People who are preaching the death, burial and ressurection of Christ as sufficient to save are not preaching a false gospel.

Stop it!

As promised, more on John 6 coming up .....

29 Comments:

  • hope your little one gets better

    By Blogger senior pgadreamer, at 6/24/2007 10:15 AM  

  • Is that you, Chris?
    thanks!
    What is with the "senior"?

    By Blogger Rose~, at 6/24/2007 10:21 AM  

  • you are not that old.

    By Blogger Rose~, at 6/24/2007 10:21 AM  

  • well senior is two things i'm a grand father now and well i'm getting that age almost the big "50" where the pga tour dream's are all but gone but maybe there might be that little chance that maybe i could make the senior tour.. a dream as they call it....so thats my story and i'm sticking to it.. :-D

    By Blogger senior pgadreamer, at 6/24/2007 11:54 AM  

  • Well, that makes sense now.

    By Blogger Rose~, at 6/25/2007 11:21 AM  

  • Rose~ Hey, I am glad you liked the article about sin and our relationship with it in Christ.

    Our flesh is temporal. One day it will go to the grave and remain there never to rise. But our old nature is not temporal, it is eternal. It is the thing that is going to go to hell with the unbeliever, and it is the thing that Christ took to the cross and destroyed in Himself there for the believer.

    Likewise, the new creation is just that - a new, eternal creation. Those who are in Christ "own" the new creation already, but are not in possession of it yet. We won't come into possession of it until we die or Christ returns. Likewise, our old nature will remain with us until we die or Christ returns.

    On Calvary Christ took that eternal part of us that was condemned - "the sin" and condemned it there. There it died, and because this is true, says Paul, we ought to conduct ourselves in accordance with what is eternally true rather than what is temporally visible. That is, we are to reckon ourselves dead indeed to sin, and alive to God -in- Christ Jesus.

    The old nature is with us till the day we die or Christ returns, it will always lead us into sin - it cannot do otherwise. But knowing that this thing is dead, and that our new creation is life and it is hid in Christ, we no longer are in the same relationship with our the old nature as we previously were in. What previously was producing death in us, has already died in Christ, such that it no longer has the same power to reign over us. Sin reigns in death you see, and when that which is producing death in us is understood to be dead, it loses its hold on us.
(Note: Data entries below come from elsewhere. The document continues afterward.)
//! WhatsApp personal-session provider backed by an HTTP adapter.
//!
//! # Example
//!
//! ```rust,ignore
//! use messaging_gateway::{
//!     MessagingProvider, WhatsAppPersonalConfig, WhatsAppPersonalProvider, WhatsAppText,
//! };
//!
//! let provider = WhatsAppPersonalProvider::new(WhatsAppPersonalConfig::new(
//!     "sess_abc",
//!     "api-key",
//!     "http://adapter:3001",
//! ))?;
//!
//! let message = WhatsAppText::new("+5511999999999", "Hello!");
//! let result = provider.send(&message.into()).await;
//! assert!(result.succeeded());
//! ```

mod provider;
mod types;

// Re-export commonly used types
pub use provider::{WhatsAppPersonalProvider, MAX_BODY_CHARS};
pub use types::{WhatsAppPersonalConfig, DEFAULT_TIMEOUT};
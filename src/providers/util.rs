//! Helpers shared across HTTP-backed providers.

use crate::errors::ConfigError;
use crate::types::DeliveryResult;
use reqwest_middleware::{ClientBuilder, ClientWithMiddleware};
use std::time::Duration;

/// Builds the HTTP client a provider uses for its whole lifetime.
///
/// The client owns a connection pool, so clones of a provider share
/// connections and concurrent sends never serialize on each other.
pub(crate) fn default_http_client(timeout: Duration) -> Result<ClientWithMiddleware, ConfigError> {
    let client = reqwest::Client::builder().timeout(timeout).build()?;
    Ok(ClientBuilder::new(client).build())
}

/// Converts a transport-level failure into a delivery result.
///
/// Timeouts get the well-known `"timeout"` error code so callers can match
/// on them; everything else keeps the transport error text.
pub(crate) fn request_failure(err: reqwest_middleware::Error) -> DeliveryResult {
    match &err {
        reqwest_middleware::Error::Reqwest(inner) if inner.is_timeout() => {
            DeliveryResult::fail_with_code(format!("request timed out: {err}"), "timeout")
        }
        _ => DeliveryResult::fail(format!("request failed: {err}")),
    }
}

/// Truncates `value` to at most `max_chars` characters, never splitting a
/// code point.
pub(crate) fn truncate_chars(value: &str, max_chars: usize) -> &str {
    match value.char_indices().nth(max_chars) {
        Some((idx, _)) => &value[..idx],
        None => value,
    }
}
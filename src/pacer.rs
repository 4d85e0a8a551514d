use std::time::{Duration, Instant};

/// Fixed-rate frame scheduling for the event loop.
///
/// The loop waits until `deadline()` and draws once `is_due` holds. A frame
/// that finishes late resynchronises the schedule to the present moment
/// rather than queueing catch-up frames.
pub struct FramePacer {
    frame_time: Duration,
    next_frame: Instant,

    // Measured rate
    frame_counter: u32,
    last_report: Instant,
}

impl FramePacer {
    pub fn from_fps(fps: u32, now: Instant) -> Self {
        let fps = fps.max(1);
        Self {
            frame_time: Duration::from_nanos(1_000_000_000 / u64::from(fps)),
            next_frame: now,
            frame_counter: 0,
            last_report: now,
        }
    }

    pub fn frame_time(&self) -> Duration {
        self.frame_time
    }

    pub fn deadline(&self) -> Instant {
        self.next_frame
    }

    pub fn is_due(&self, now: Instant) -> bool {
        now >= self.next_frame
    }

    /// When the loop should next wake. A deadline already in the past is
    /// pushed one frame ahead so a frame that never presents cannot spin.
    pub fn wake_at(&self, now: Instant) -> Instant {
        if self.next_frame > now {
            self.next_frame
        } else {
            now + self.frame_time
        }
    }

    /// Advances the schedule for a frame that was not drawn.
    pub fn skip(&mut self, now: Instant) {
        self.next_frame = now + self.frame_time;
    }

    /// Schedules the next frame. Returns the measured frames per second once
    /// a full second has been observed.
    pub fn frame_presented(&mut self, now: Instant) -> Option<f32> {
        self.next_frame += self.frame_time;
        if self.next_frame < now {
            self.next_frame = now;
        }

        self.frame_counter += 1;
        let elapsed = now.duration_since(self.last_report).as_secs_f32();
        if elapsed >= 1.0 {
            let fps = self.frame_counter as f32 / elapsed;
            self.frame_counter = 0;
            self.last_report = now;
            Some(fps)
        } else {
            None
        }
    }
}
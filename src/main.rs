use std::num::NonZeroU32;
use std::process::ExitCode;
use std::rc::Rc;
use std::time::Instant;

use winit::application::ApplicationHandler;
use winit::dpi::LogicalSize;
use winit::event::{ElementState, KeyEvent, WindowEvent};
use winit::event_loop::{ActiveEventLoop, ControlFlow, EventLoop};
use winit::keyboard::{KeyCode, PhysicalKey};
use winit::window::{Window, WindowId};

use crate::pacer::FramePacer;
use crate::renderer::Framebuffer;
use crate::scaler::{ScaleLut, blit_nearest, build_scale_lut};
use crate::settings::ViewerSettings;
use crate::world::World;

mod loader;
mod pacer;
mod renderer;
mod scaler;
mod settings;
mod world;

#[derive(Debug, thiserror::Error)]
enum AppError {
    #[error("event loop: {0}")]
    EventLoop(#[from] winit::error::EventLoopError),
    #[error("failed to create window: {0}")]
    Window(#[from] winit::error::OsError),
    #[error("softbuffer: {0}")]
    Surface(#[from] softbuffer::SoftBufferError),
}

#[derive(Debug, Clone, Copy, PartialEq, Eq)]
enum RunState {
    Running,
    Closed,
}

impl RunState {
    /// Returns true only on the Running -> Closed transition.
    fn close(&mut self) -> bool {
        let was_running = *self == RunState::Running;
        *self = RunState::Closed;
        was_running
    }
}

struct App {
    settings: ViewerSettings,
    world: World,
    state: RunState,

    window: Option<Rc<Window>>,
    surface: Option<softbuffer::Surface<Rc<Window>, Rc<Window>>>,

    // Fixed-size logical framebuffer, scaled to the surface on present
    framebuffer: Framebuffer,
    scale_lut: ScaleLut,

    pacer: FramePacer,
    error: Option<AppError>,
}

impl App {
    fn new(settings: ViewerSettings, world: World) -> Self {
        let framebuffer = Framebuffer::new(settings.width as usize, settings.height as usize);
        let pacer = FramePacer::from_fps(settings.target_fps, Instant::now());
        Self {
            settings,
            world,
            state: RunState::Running,
            window: None,
            surface: None,
            framebuffer,
            scale_lut: ScaleLut::empty(),
            pacer,
            error: None,
        }
    }

    fn close(&mut self, event_loop: &ActiveEventLoop) {
        if self.state.close() {
            log::info!("Close requested; stopping");
        }
        event_loop.exit();
    }

    fn fail(&mut self, event_loop: &ActiveEventLoop, err: AppError) {
        log::error!("{err}");
        if self.error.is_none() {
            self.error = Some(err);
        }
        self.state.close();
        event_loop.exit();
    }

    fn open_window(&mut self, event_loop: &ActiveEventLoop) -> Result<(), AppError> {
        let attributes = Window::default_attributes()
            .with_title(self.settings.title.as_str())
            .with_inner_size(LogicalSize::new(
                self.settings.width as f64,
                self.settings.height as f64,
            ))
            .with_resizable(false);

        let window = Rc::new(event_loop.create_window(attributes)?);

        let context = softbuffer::Context::new(window.clone())?;
        let surface = softbuffer::Surface::new(&context, window.clone())?;

        let size = window.inner_size();
        log::info!(
            "Opened {}x{} window ({}x{} physical), frame time {:?}",
            self.settings.width,
            self.settings.height,
            size.width,
            size.height,
            self.pacer.frame_time()
        );

        window.request_redraw();
        self.surface = Some(surface);
        self.window = Some(window);
        Ok(())
    }

    fn redraw(&mut self, id: WindowId) -> Result<(), AppError> {
        let (window, surface) = match (&self.window, &mut self.surface) {
            (Some(w), Some(s)) if w.id() == id => (w, s),
            _ => return Ok(()),
        };

        let size = window.inner_size();
        let (Some(w), Some(h)) = (NonZeroU32::new(size.width), NonZeroU32::new(size.height))
        else {
            // Minimized window, skip drawing
            self.pacer.skip(Instant::now());
            return Ok(());
        };
        surface.resize(w, h)?;
        let (dw, dh) = (w.get() as usize, h.get() as usize);

        renderer::draw_world(
            &mut self.framebuffer,
            &self.world,
            self.settings.background,
            self.settings.circle_radius,
        );

        if self.scale_lut.dst_size() != (dw, dh) {
            self.scale_lut = build_scale_lut(
                dw,
                dh,
                self.framebuffer.width(),
                self.framebuffer.height(),
            );
        }

        let mut buf = surface.buffer_mut()?;
        blit_nearest(
            &mut buf,
            dw,
            self.framebuffer.pixels(),
            self.framebuffer.width(),
            &self.scale_lut,
        );

        window.pre_present_notify();
        buf.present()?;

        if let Some(fps) = self.pacer.frame_presented(Instant::now()) {
            log::debug!("FPS: {:.1}", fps);
        }
        Ok(())
    }
}

impl ApplicationHandler for App {
    fn resumed(&mut self, event_loop: &ActiveEventLoop) {
        if self.window.is_some() || self.state == RunState::Closed {
            return;
        }
        if let Err(err) = self.open_window(event_loop) {
            self.fail(event_loop, err);
        }
    }

    fn window_event(&mut self, event_loop: &ActiveEventLoop, id: WindowId, event: WindowEvent) {
        match event {
            WindowEvent::CloseRequested => self.close(event_loop),

            WindowEvent::KeyboardInput {
                event:
                    KeyEvent {
                        physical_key: PhysicalKey::Code(KeyCode::Escape),
                        state: ElementState::Pressed,
                        ..
                    },
                ..
            } => self.close(event_loop),

            WindowEvent::RedrawRequested => {
                if self.state == RunState::Closed {
                    return;
                }
                if let Err(err) = self.redraw(id) {
                    self.fail(event_loop, err);
                }
            }
            _ => (),
        }
    }

    fn about_to_wait(&mut self, event_loop: &ActiveEventLoop) {
        if self.state == RunState::Closed {
            return;
        }
        let now = Instant::now();
        if self.pacer.is_due(now) {
            if let Some(window) = &self.window {
                window.request_redraw();
            }
        }
        event_loop.set_control_flow(ControlFlow::WaitUntil(self.pacer.wake_at(now)));
    }

    fn exiting(&mut self, _event_loop: &ActiveEventLoop) {
        // Surface must go before the window it draws into
        self.surface = None;
        self.window = None;
    }
}

fn run(settings: ViewerSettings, world: World) -> Result<(), AppError> {
    let event_loop = EventLoop::new()?;
    event_loop.set_control_flow(ControlFlow::Wait);

    let mut app = App::new(settings, world);
    event_loop.run_app(&mut app)?;

    match app.error.take() {
        Some(err) => Err(err),
        None => Ok(()),
    }
}

fn main() -> ExitCode {
    env_logger::Builder::from_env(env_logger::Env::default().default_filter_or("info")).init();

    let settings = ViewerSettings::default();

    let world = match loader::load(&settings.world_path) {
        Ok(world) => world,
        Err(err) => {
            eprintln!("{:?} error: {err}", err.kind());
            eprintln!(
                "Failed to load '{}'. Exiting...",
                settings.world_path.display()
            );
            return ExitCode::FAILURE;
        }
    };

    if world.is_empty() {
        log::warn!("{} contains no sectors", settings.world_path.display());
    }
    for (i, sector) in world.sectors().iter().enumerate() {
        if sector.color().is_none() {
            log::debug!(
                "Sector {} has {} color components and will not be drawn",
                i,
                sector.colors().len()
            );
        }
    }
    log::info!("{} circles per frame", world.draw_count());

    match run(settings, world) {
        Ok(()) => ExitCode::SUCCESS,
        Err(err) => {
            log::error!("{err}");
            ExitCode::FAILURE
        }
    }
}

#[cfg(test)]
mod tests {
    use super::*;

    #[test]
    fn run_state_closes_once() {
        let mut state = RunState::Running;
        assert!(state.close());
        assert_eq!(state, RunState::Closed);
        assert!(!state.close());
        assert_eq!(state, RunState::Closed);
    }

    #[test]
    fn default_settings_match_window_contract() {
        let settings = ViewerSettings::default();
        assert_eq!((settings.width, settings.height), (800, 800));
        assert_eq!(settings.target_fps, 120);
        assert_eq!(settings.circle_radius, 10);
        assert_eq!(settings.background, world::Rgba::BLACK);
        assert_eq!(settings.world_path, std::path::PathBuf::from("test.json"));
    }
}
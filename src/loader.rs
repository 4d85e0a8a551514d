//! Loads a `World` from a JSON sector file.
//!
//! Expected shape:
//!
//! ```json
//! { "sectors": [ { "points": [x0, y0, x1, y1], "colors": [r, g, b, a] } ] }
//! ```
//!
//! Loading is all-or-nothing: the first violation aborts and no partial
//! world is returned.

use std::fmt;
use std::fs;
use std::path::{Path, PathBuf};

use serde_json::Value;

use crate::world::{Sector, World};

const UTF8_BOM: &[u8] = b"\xEF\xBB\xBF";

#[derive(Debug, Clone, Copy, PartialEq, Eq)]
pub enum Field {
    Points,
    Colors,
}

impl Field {
    pub fn key(self) -> &'static str {
        match self {
            Field::Points => "points",
            Field::Colors => "colors",
        }
    }
}

impl fmt::Display for Field {
    fn fmt(&self, f: &mut fmt::Formatter<'_>) -> fmt::Result {
        f.write_str(self.key())
    }
}

/// Coarse classification of a `LoadError`.
#[derive(Debug, Clone, Copy, PartialEq, Eq)]
pub enum ErrorKind {
    FileOpen,
    Parse,
    Schema,
    Type,
}

#[derive(Debug, thiserror::Error)]
pub enum LoadError {
    #[error("failed to open {}: {source}", .path.display())]
    FileOpen {
        path: PathBuf,
        #[source]
        source: std::io::Error,
    },
    #[error("failed to parse JSON: {0}")]
    Parse(#[from] serde_json::Error),
    #[error("missing or invalid 'sectors'")]
    MissingSectors,
    #[error("sector {sector}: '{field}' missing or is not an array")]
    InvalidField { sector: usize, field: Field },
    #[error("sector {sector}: {field}[{index}] is not a 32-bit integer: {value}")]
    NotInteger {
        sector: usize,
        field: Field,
        index: usize,
        value: Value,
    },
}

impl LoadError {
    pub fn kind(&self) -> ErrorKind {
        match self {
            LoadError::FileOpen { .. } => ErrorKind::FileOpen,
            LoadError::Parse(_) => ErrorKind::Parse,
            LoadError::MissingSectors | LoadError::InvalidField { .. } => ErrorKind::Schema,
            LoadError::NotInteger { .. } => ErrorKind::Type,
        }
    }
}

pub fn load(path: impl AsRef<Path>) -> Result<World, LoadError> {
    let path = path.as_ref();
    let bytes = fs::read(path).map_err(|source| LoadError::FileOpen {
        path: path.to_path_buf(),
        source,
    })?;
    let world = load_slice(&bytes)?;

    log::info!("Loaded {} sectors from {}", world.len(), path.display());
    for (i, sector) in world.sectors().iter().enumerate() {
        log::debug!(
            "  Sector {} has {} points and {} color components",
            i,
            sector.points().len(),
            sector.colors().len()
        );
    }

    Ok(world)
}

pub fn load_str(text: &str) -> Result<World, LoadError> {
    load_slice(text.as_bytes())
}

/// Parses raw file contents. Invalid UTF-8 is a parse error. A leading UTF-8
/// byte order mark is skipped.
pub fn load_slice(bytes: &[u8]) -> Result<World, LoadError> {
    let bytes = bytes.strip_prefix(UTF8_BOM).unwrap_or(bytes);
    let root: Value = serde_json::from_slice(bytes)?;
    from_value(&root)
}

pub fn from_value(root: &Value) -> Result<World, LoadError> {
    let entries = root
        .get("sectors")
        .and_then(Value::as_array)
        .ok_or(LoadError::MissingSectors)?;

    let sectors = entries
        .iter()
        .enumerate()
        .map(|(i, entry)| parse_sector(i, entry))
        .collect::<Result<Vec<_>, _>>()?;

    Ok(World::new(sectors))
}

fn parse_sector(sector: usize, entry: &Value) -> Result<Sector, LoadError> {
    // Both fields must be arrays before any element is coerced.
    let points = required_array(sector, entry, Field::Points)?;
    let colors = required_array(sector, entry, Field::Colors)?;

    Ok(Sector::new(
        int_elements(sector, Field::Points, points)?,
        int_elements(sector, Field::Colors, colors)?,
    ))
}

fn required_array(sector: usize, entry: &Value, field: Field) -> Result<&[Value], LoadError> {
    entry
        .get(field.key())
        .and_then(Value::as_array)
        .map(Vec::as_slice)
        .ok_or(LoadError::InvalidField { sector, field })
}

fn int_elements(sector: usize, field: Field, values: &[Value]) -> Result<Vec<i32>, LoadError> {
    values
        .iter()
        .enumerate()
        .map(|(index, value)| {
            as_i32(value).ok_or_else(|| LoadError::NotInteger {
                sector,
                field,
                index,
                value: value.clone(),
            })
        })
        .collect()
}

/// Integral JSON numbers within `i32` range. `3.0` passes, `3.5` does not.
fn as_i32(value: &Value) -> Option<i32> {
    let Value::Number(n) = value else {
        return None;
    };
    if let Some(i) = n.as_i64() {
        return i32::try_from(i).ok();
    }
    if n.is_u64() {
        return None;
    }
    let f = n.as_f64()?;
    if f.fract() == 0.0 && f >= i32::MIN as f64 && f <= i32::MAX as f64 {
        Some(f as i32)
    } else {
        None
    }
}
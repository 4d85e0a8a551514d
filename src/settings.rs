use std::path::PathBuf;

use crate::world::Rgba;

/// Fixed viewer parameters.
#[derive(Debug, Clone, PartialEq)]
pub struct ViewerSettings {
    pub world_path: PathBuf,
    pub width: u32,
    pub height: u32,
    pub title: String,
    pub target_fps: u32,
    pub circle_radius: i32,
    pub background: Rgba,
}

impl Default for ViewerSettings {
    fn default() -> Self {
        Self {
            world_path: PathBuf::from("test.json"),
            width: 800,
            height: 800,
            title: "sector parsing".to_string(),
            target_fps: 120,
            circle_radius: 10,
            background: Rgba::BLACK,
        }
    }
}
/// 8-bit RGBA color
#[derive(Debug, Clone, Copy, PartialEq, Eq)]
pub struct Rgba {
    pub r: u8,
    pub g: u8,
    pub b: u8,
    pub a: u8,
}

impl Rgba {
    pub const BLACK: Rgba = Rgba::new(0, 0, 0, 255);

    pub const fn new(r: u8, g: u8, b: u8, a: u8) -> Self {
        Self { r, g, b, a }
    }

    /// Builds a color from exactly four components. Each one is truncated to
    /// its low byte, so 256 becomes 0 and -1 becomes 255.
    pub fn from_components(c: &[i32]) -> Option<Self> {
        match *c {
            [r, g, b, a] => Some(Self::new(r as u8, g as u8, b as u8, a as u8)),
            _ => None,
        }
    }
}

/// One drawable group of points sharing a color.
#[derive(Debug, Clone, PartialEq, Eq)]
pub struct Sector {
    points: Vec<i32>, // interleaved x, y
    colors: Vec<i32>, // r, g, b, a when well-formed
}

impl Sector {
    pub fn new(points: Vec<i32>, colors: Vec<i32>) -> Self {
        Self { points, colors }
    }

    pub fn points(&self) -> &[i32] {
        &self.points
    }

    pub fn colors(&self) -> &[i32] {
        &self.colors
    }

    /// None unless the sector carries exactly four color components.
    pub fn color(&self) -> Option<Rgba> {
        Rgba::from_components(&self.colors)
    }

    /// Circle centers, one per consecutive (x, y) pair. A trailing unpaired
    /// value is ignored.
    pub fn centers(&self) -> impl Iterator<Item = [i32; 2]> + '_ {
        self.points.chunks_exact(2).map(|p| [p[0], p[1]])
    }

    /// Number of circles this sector produces per frame.
    pub fn draw_count(&self) -> usize {
        if self.color().is_some() {
            self.points.len() / 2
        } else {
            0
        }
    }
}

/// All sectors in source order. Never mutated after loading.
#[derive(Debug, Clone, Default, PartialEq, Eq)]
pub struct World {
    sectors: Vec<Sector>,
}

impl World {
    pub fn new(sectors: Vec<Sector>) -> Self {
        Self { sectors }
    }

    pub fn sectors(&self) -> &[Sector] {
        &self.sectors
    }

    pub fn len(&self) -> usize {
        self.sectors.len()
    }

    pub fn is_empty(&self) -> bool {
        self.sectors.is_empty()
    }

    pub fn draw_count(&self) -> usize {
        self.sectors.iter().map(Sector::draw_count).sum()
    }
}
    We don't reckon on our new creation as though it were a part of us in the hear and now, but rather knowing that it is our inheritance in Christ - knowing that until we die or Christ returns, we have been given a Helper, a Comforter, the Holy Spirit.

    That is why we are to set our minds on the things of the Spirit, and not on the things of the flesh - we are to obey God because having been set free from sin and death, we are actually able to do so - if we stop belly aching about how hard it is, and start repenting like God has given us to grace to do.

    Anyway - the point is that eternally speaking, we have one nature - the new nature - the new creation in Christ. The old nature, in eternity, is destroyed in Christ, and the new nature, in eternity, is hid in Christ. We only ever have the one nature "with" us. Never both residing in the same flesh.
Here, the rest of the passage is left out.